The TipToe Through The Torah Game
Learning Torah is meant to be a sweet experience! Tiptoe Texts become a game when you add a sweet treat for all players who answer the discussion questions.
- Choose your sweet treat or provide more than one so players can choose. It doesn’t have to be food and it doesn’t have to be big. It only has to be an earned reward. When in doubt, go with fun cookies or candy or ice-cream. (In our house, we transformed our halloween candy into Torah Treats.)
- Print out the Tiptoe Torah Texts by clicking here. Best to start at the beginning, Book 1 - Genesis, Chapter 1 - Bereshit.
- In a group, have one person read the portion out loud (and with expression, please!) Others may also have a copy of the Chapter to follow along and/or you can pass it around and take turns reading.
- After each reading there are questions. Each person, even the youngest, must be given an opportunity to answer these questions. Everyone’s commentary counts. (Hint: There are no wrong answers, only honest ones!)
- After the questions are illustration ideas and children love illustrating their own Torah. (Note: Some adults may find that fun too.) Just remember, this is not an art contest. It is a time to be together. (Some prefer to do the reading and discussion on Shabbes and the illustrations are done after Havdalah.)
Frequently Asked Questions
How long does it take?
Usually about 15 to 30 minutes. With illustrations, maybe 1 hour.
What do I do if my child doesn’t want to Tiptoe?

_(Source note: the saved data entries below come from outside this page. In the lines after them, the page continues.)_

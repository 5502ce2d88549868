//! Currency exchange: quote generation followed by execute-or-reset.
//!
//! This module implements the client-held quote lifecycle state machine,
//! the client-side quote preconditions, and the rate display rule.
//!
//! # Modules
//!
//! - `types` - Quote, exchange state, and wire bodies
//! - `error` - Exchange-specific error types
//! - `validation` - Quote form preconditions
//! - `transitions` - State transition logic
//! - `format` - Rate display

pub mod error;
pub mod format;
pub mod transitions;
pub mod types;
pub mod validation;

#[cfg(test)]
mod validation_props;

pub use error::{ExchangeError, QuoteValidationError};
pub use format::{derived_rate, format_rate, rate_label};
pub use transitions::ExchangeTransitions;
pub use types::{
    ExchangeState, ExchangeStatus, ExecuteRequest, ExecuteResponse, Quote, QuoteRequest,
    QuoteResponse,
};
pub use validation::{QuoteForm, ValidQuote};
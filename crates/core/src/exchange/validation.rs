//! Client-side quote preconditions.
//!
//! Checks run in a fixed order and stop at the first failure, so each
//! violation produces exactly one message. The balance check is advisory;
//! the server enforces the real limit.

use rust_decimal::Decimal;
use vaultdash_shared::types::Currency;
use vaultdash_shared::types::money::parse_amount;

use super::error::QuoteValidationError;

/// Raw quote form input.
#[derive(Debug, Clone, Default, PartialEq, Eq)]
pub struct QuoteForm {
    /// Selected source currency.
    pub source_currency: Option<Currency>,
    /// Selected target currency.
    pub target_currency: Option<Currency>,
    /// Amount text as typed.
    pub amount: String,
}

/// Quote input that passed every precondition.
#[derive(Debug, Clone, Copy, PartialEq, Eq)]
pub struct ValidQuote {
    /// Currency being sold.
    pub source: Currency,
    /// Currency being bought.
    pub target: Currency,
    /// Positive amount to sell.
    pub amount: Decimal,
}

impl QuoteForm {
    /// Creates a fully filled form.
    #[must_use]
    pub fn new(source: Currency, target: Currency, amount: impl Into<String>) -> Self {
        Self {
            source_currency: Some(source),
            target_currency: Some(target),
            amount: amount.into(),
        }
    }

    /// Validates the form. `balance_of` looks up the already-fetched
    /// balance of a wallet; a missing wallet skips the balance check.
    pub fn validate<F>(&self, balance_of: F) -> Result<ValidQuote, QuoteValidationError>
    where
        F: Fn(Currency) -> Option<Decimal>,
    {
        let source = self
            .source_currency
            .ok_or(QuoteValidationError::MissingSourceCurrency)?;
        let target = self
            .target_currency
            .ok_or(QuoteValidationError::MissingTargetCurrency)?;

        if source == target {
            return Err(QuoteValidationError::SameCurrency);
        }

        let amount = parse_amount(&self.amount)
            .filter(|amount| amount.is_sign_positive() && !amount.is_zero())
            .ok_or(QuoteValidationError::InvalidAmount)?;

        if let Some(balance) = balance_of(source)
            && balance < amount
        {
            return Err(QuoteValidationError::InsufficientBalance(source));
        }

        Ok(ValidQuote {
            source,
            target,
            amount,
        })
    }
}
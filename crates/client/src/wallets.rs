//! Wallet list, creation, and funding.

use std::sync::Arc;

use rust_decimal::Decimal;
use serde::Serialize;
use serde_json::Value;
use tracing::info;
use vaultdash_core::routing::Navigator;
use vaultdash_shared::config::StaleResponsePolicy;
use vaultdash_shared::types::{Currency, WalletId};

use crate::credentials::CredentialStore;
use crate::error::ClientError;
use crate::gateway::{ApiRequest, RequestGateway, RequestOutcome};
use crate::models::{FundingSession, Wallet, WalletsResponse};
use crate::transport::Transport;

/// Wallet collection endpoint.
pub const WALLETS_PATH: &str = "/wallets";
/// Funding endpoint.
pub const FUND_WALLET_PATH: &str = "/wallets/fund";

const FETCH_FAILED: &str = "Failed to fetch wallets. Please try again.";
const CREATE_FAILED: &str = "Failed to create wallet. Please try again.";
const FUNDING_FAILED: &str = "Failed to initiate funding. Please try again.";

#[derive(Debug, Serialize)]
struct CreateWalletRequest {
    currency: Currency,
}

#[derive(Debug, Serialize)]
#[serde(rename_all = "camelCase")]
struct FundWalletRequest<'a> {
    wallet_id: &'a WalletId,
    #[serde(with = "rust_decimal::serde::float")]
    amount: Decimal,
}

/// Currencies the user can still open a wallet in.
#[must_use]
pub fn available_currencies(held: &[Wallet]) -> Vec<Currency> {
    Currency::ALL
        .into_iter()
        .filter(|currency| held.iter().all(|wallet| wallet.currency != *currency))
        .collect()
}

/// Balance of the wallet in `currency`, if the user holds one.
#[must_use]
pub fn balance_of(wallets: &[Wallet], currency: Currency) -> Option<Decimal> {
    wallets
        .iter()
        .find(|wallet| wallet.currency == currency)
        .map(|wallet| wallet.balance)
}

/// Wallet operations.
pub struct WalletsClient {
    list_gateway: RequestGateway<WalletsResponse>,
    create_gateway: RequestGateway<Value>,
    fund_gateway: RequestGateway<FundingSession>,
    navigator: Arc<dyn Navigator>,
}

impl WalletsClient {
    /// Creates the client.
    #[must_use]
    pub fn new(
        transport: Arc<dyn Transport>,
        credentials: Arc<dyn CredentialStore>,
        navigator: Arc<dyn Navigator>,
        policy: StaleResponsePolicy,
    ) -> Self {
        Self {
            list_gateway: RequestGateway::with_policy(
                Arc::clone(&transport),
                Arc::clone(&credentials),
                policy,
            ),
            create_gateway: RequestGateway::with_policy(
                Arc::clone(&transport),
                Arc::clone(&credentials),
                policy,
            ),
            fund_gateway: RequestGateway::with_policy(transport, credentials, policy),
            navigator,
        }
    }

    /// True while the wallet list is loading.
    #[must_use]
    pub fn is_loading(&self) -> bool {
        self.list_gateway.is_busy()
    }

    /// Wallets from the last successful fetch.
    #[must_use]
    pub fn cached(&self) -> Vec<Wallet> {
        self.list_gateway
            .last_outcome()
            .filter(RequestOutcome::is_success)
            .and_then(|outcome| outcome.data)
            .map(|response| response.wallets)
            .unwrap_or_default()
    }

    /// Fetches every wallet.
    pub async fn list(&self) -> Result<Vec<Wallet>, ClientError> {
        let outcome = self.list_gateway.request(ApiRequest::get(WALLETS_PATH)).await;
        match outcome.data {
            Some(response) if (200..300).contains(&outcome.status) => Ok(response.wallets),
            _ => Err(ClientError::rejected(outcome.status, FETCH_FAILED)),
        }
    }

    /// Opens a wallet in `currency`. `held` is the last fetched wallet list.
    pub async fn create(&self, currency: Currency, held: &[Wallet]) -> Result<String, ClientError> {
        if !available_currencies(held).contains(&currency) {
            return Err(ClientError::Invalid(format!(
                "You already have a {currency} wallet"
            )));
        }

        let request = ApiRequest::post(WALLETS_PATH).json(&CreateWalletRequest { currency });
        let outcome = self.create_gateway.request(request).await;
        if !outcome.is_success() || outcome.data.is_none() {
            return Err(ClientError::rejected(outcome.status, CREATE_FAILED));
        }

        info!(%currency, "wallet created");
        Ok(format!("{currency} wallet created successfully"))
    }

    /// Starts funding `wallet` and sends the user to the payment page.
    /// Returns the payment link.
    pub async fn fund(&self, wallet: &Wallet, amount: Decimal) -> Result<String, ClientError> {
        if !wallet.is_fundable() {
            return Err(ClientError::Invalid(
                "Only NGN wallets can be funded".to_string(),
            ));
        }
        if amount <= Decimal::ZERO {
            return Err(ClientError::Invalid(
                "Please enter a valid amount".to_string(),
            ));
        }

        let request = ApiRequest::post(FUND_WALLET_PATH).json(&FundWalletRequest {
            wallet_id: &wallet.id,
            amount,
        });
        let outcome = self.fund_gateway.request(request).await;

        let link = outcome
            .data
            .filter(|_| (200..300).contains(&outcome.status))
            .and_then(|session| session.payment_link)
            .filter(|link| !link.is_empty())
            .ok_or_else(|| ClientError::rejected(outcome.status, FUNDING_FAILED))?;

        info!(wallet_id = %wallet.id, "funding started");
        self.navigator.open_external(&link);
        Ok(link)
    }
}
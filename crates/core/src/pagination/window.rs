//! Display rules for a paginated list.

use vaultdash_shared::types::PageWindow;

/// Text shown under a paginated list.
///
/// `page` is the client-owned page, not the one echoed by the server.
#[must_use]
pub fn summary(page: u32, window: &PageWindow) -> String {
    match window.total_records {
        0 => "Showing 0 transactions".to_string(),
        1 => "Showing 1 transaction".to_string(),
        total => {
            let page = u64::from(page.max(1));
            let per_page = u64::from(window.number_of_records_per_page);
            let from = (page - 1).saturating_mul(per_page).saturating_add(1);
            let to = page.saturating_mul(per_page).min(total);
            format!("Showing {from} to {to} of {total} transactions")
        }
    }
}

/// Whether "Previous" is enabled.
#[must_use]
pub fn can_go_previous(page: u32, in_flight: bool) -> bool {
    page > 1 && !in_flight
}

/// Whether "Next" is enabled.
#[must_use]
pub fn can_go_next(page: u32, per_page: u32, total_records: u64, in_flight: bool) -> bool {
    total_records != 0
        && u64::from(page).saturating_mul(u64::from(per_page)) < total_records
        && !in_flight
}
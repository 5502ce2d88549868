//! Page state for one paginated list.

use vaultdash_shared::types::{PageRequest, PageWindow};

use super::window;

/// Command to fetch one page. Issued by the pager, executed by whoever owns
/// the transport, and acknowledged with [`Pager::settle`].
#[derive(Debug, Clone, Copy, PartialEq, Eq)]
pub struct FetchPage {
    /// Page to fetch.
    pub page: u32,
}

impl FetchPage {
    /// Request parameters for this command.
    #[must_use]
    pub fn request(&self) -> PageRequest {
        PageRequest::new(self.page)
    }
}

/// Client-side state of a paginated list.
///
/// The page number is client-owned; the window is whatever the server last
/// reported and is never recomputed here.
#[derive(Debug, Clone, PartialEq, Eq)]
pub struct Pager {
    page: u32,
    window: Option<PageWindow>,
    in_flight: bool,
}

impl Default for Pager {
    fn default() -> Self {
        Self::new()
    }
}

impl Pager {
    /// Starts on page 1 with nothing loaded.
    #[must_use]
    pub fn new() -> Self {
        Self {
            page: 1,
            window: None,
            in_flight: false,
        }
    }

    /// Current client page.
    #[must_use]
    pub fn page(&self) -> u32 {
        self.page
    }

    /// Last window reported by the server.
    #[must_use]
    pub fn window(&self) -> Option<&PageWindow> {
        self.window.as_ref()
    }

    /// Returns true while a fetch issued by this pager is unsettled.
    #[must_use]
    pub fn in_flight(&self) -> bool {
        self.in_flight
    }

    /// Fetches the current page again (initial load or external refresh).
    pub fn refresh(&mut self) -> FetchPage {
        self.in_flight = true;
        FetchPage { page: self.page }
    }

    /// Moves to `page`. Returns `None` when the page is unchanged or below 1.
    pub fn go_to(&mut self, page: u32) -> Option<FetchPage> {
        if page < 1 || page == self.page {
            return None;
        }
        self.page = page;
        Some(self.refresh())
    }

    /// Moves forward one page if "Next" is enabled.
    pub fn next(&mut self) -> Option<FetchPage> {
        if !self.can_go_next() {
            return None;
        }
        self.go_to(self.page.saturating_add(1))
    }

    /// Moves back one page if "Previous" is enabled.
    pub fn previous(&mut self) -> Option<FetchPage> {
        if !self.can_go_previous() {
            return None;
        }
        self.go_to(self.page - 1)
    }

    /// Acknowledges a settled fetch. A failed fetch passes `None` and keeps
    /// the previous window.
    pub fn settle(&mut self, window: Option<PageWindow>) {
        self.in_flight = false;
        if let Some(window) = window {
            self.window = Some(window);
        }
    }

    /// Whether "Previous" is enabled.
    #[must_use]
    pub fn can_go_previous(&self) -> bool {
        window::can_go_previous(self.page, self.in_flight)
    }

    /// Whether "Next" is enabled. Disabled until a window is known.
    #[must_use]
    pub fn can_go_next(&self) -> bool {
        self.window.is_some_and(|w| {
            window::can_go_next(
                self.page,
                w.number_of_records_per_page,
                w.total_records,
                self.in_flight,
            )
        })
    }

    /// "Showing X to Y of Z" text, once a window is known.
    #[must_use]
    pub fn summary(&self) -> Option<String> {
        self.window.map(|w| window::summary(self.page, &w))
    }
}
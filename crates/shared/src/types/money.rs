//! Currency codes and amount input parsing.
//!
//! CRITICAL: Never use floating-point for money.
//! Amounts are `rust_decimal::Decimal` end to end.

use rust_decimal::Decimal;
use serde::{Deserialize, Serialize};

/// ISO 4217 currency codes a wallet can be held in.
#[derive(Debug, Clone, Copy, PartialEq, Eq, Hash, Serialize, Deserialize)]
#[serde(rename_all = "UPPERCASE")]
pub enum Currency {
    /// US Dollar
    Usd,
    /// Nigerian Naira
    Ngn,
    /// Ghanaian Cedi
    Ghs,
    /// Kenyan Shilling
    Kes,
}

impl Currency {
    /// Every supported currency, in display order.
    pub const ALL: [Self; 4] = [Self::Usd, Self::Ngn, Self::Ghs, Self::Kes];

    /// Returns the ISO code.
    #[must_use]
    pub const fn code(self) -> &'static str {
        match self {
            Self::Usd => "USD",
            Self::Ngn => "NGN",
            Self::Ghs => "GHS",
            Self::Kes => "KES",
        }
    }
}

impl std::fmt::Display for Currency {
    fn fmt(&self, f: &mut std::fmt::Formatter<'_>) -> std::fmt::Result {
        f.write_str(self.code())
    }
}

impl std::str::FromStr for Currency {
    type Err = String;

    fn from_str(s: &str) -> Result<Self, Self::Err> {
        match s.to_uppercase().as_str() {
            "USD" => Ok(Self::Usd),
            "NGN" => Ok(Self::Ngn),
            "GHS" => Ok(Self::Ghs),
            "KES" => Ok(Self::Kes),
            _ => Err(format!("Unknown currency: {s}")),
        }
    }
}

/// Parses user-entered amount text.
///
/// Accepts digits with an optional decimal point followed by at most two
/// digits. Anything else, including signs and exponents, is rejected.
#[must_use]
pub fn parse_amount(input: &str) -> Option<Decimal> {
    let input = input.trim();
    let (whole, fraction) = match input.split_once('.') {
        Some((whole, fraction)) => (whole, Some(fraction)),
        None => (input, None),
    };

    if whole.is_empty() || !whole.bytes().all(|b| b.is_ascii_digit()) {
        return None;
    }
    if let Some(fraction) = fraction
        && (fraction.len() > 2 || !fraction.bytes().all(|b| b.is_ascii_digit()))
    {
        return None;
    }

    input.trim_end_matches('.').parse().ok()
}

Before you begin, make sure your child chooses his or her own special treat. Make a big deal of it, especially those first few times!
How do I handle it when my children get squirmy?
Let them know that it is okay to draw the illustration while the chapter is being read out loud.
What if I don’t like or agree with an answer?
The most important thing is not whether you agree or disagree with someone’s answer but whether or not you can respect, their answer. You will get your chance to answer the question too. Try to find something encouraging and positive to say about their answer — “I hadn’t thought about it that way” or “interesting idea”. If you can’t find anything nice to say then say nothing at all and think about what they did say. You will be surprised how much you will learn from your children.
What if I have missed a few weeks?
Don’t worry. Just begin where you left off.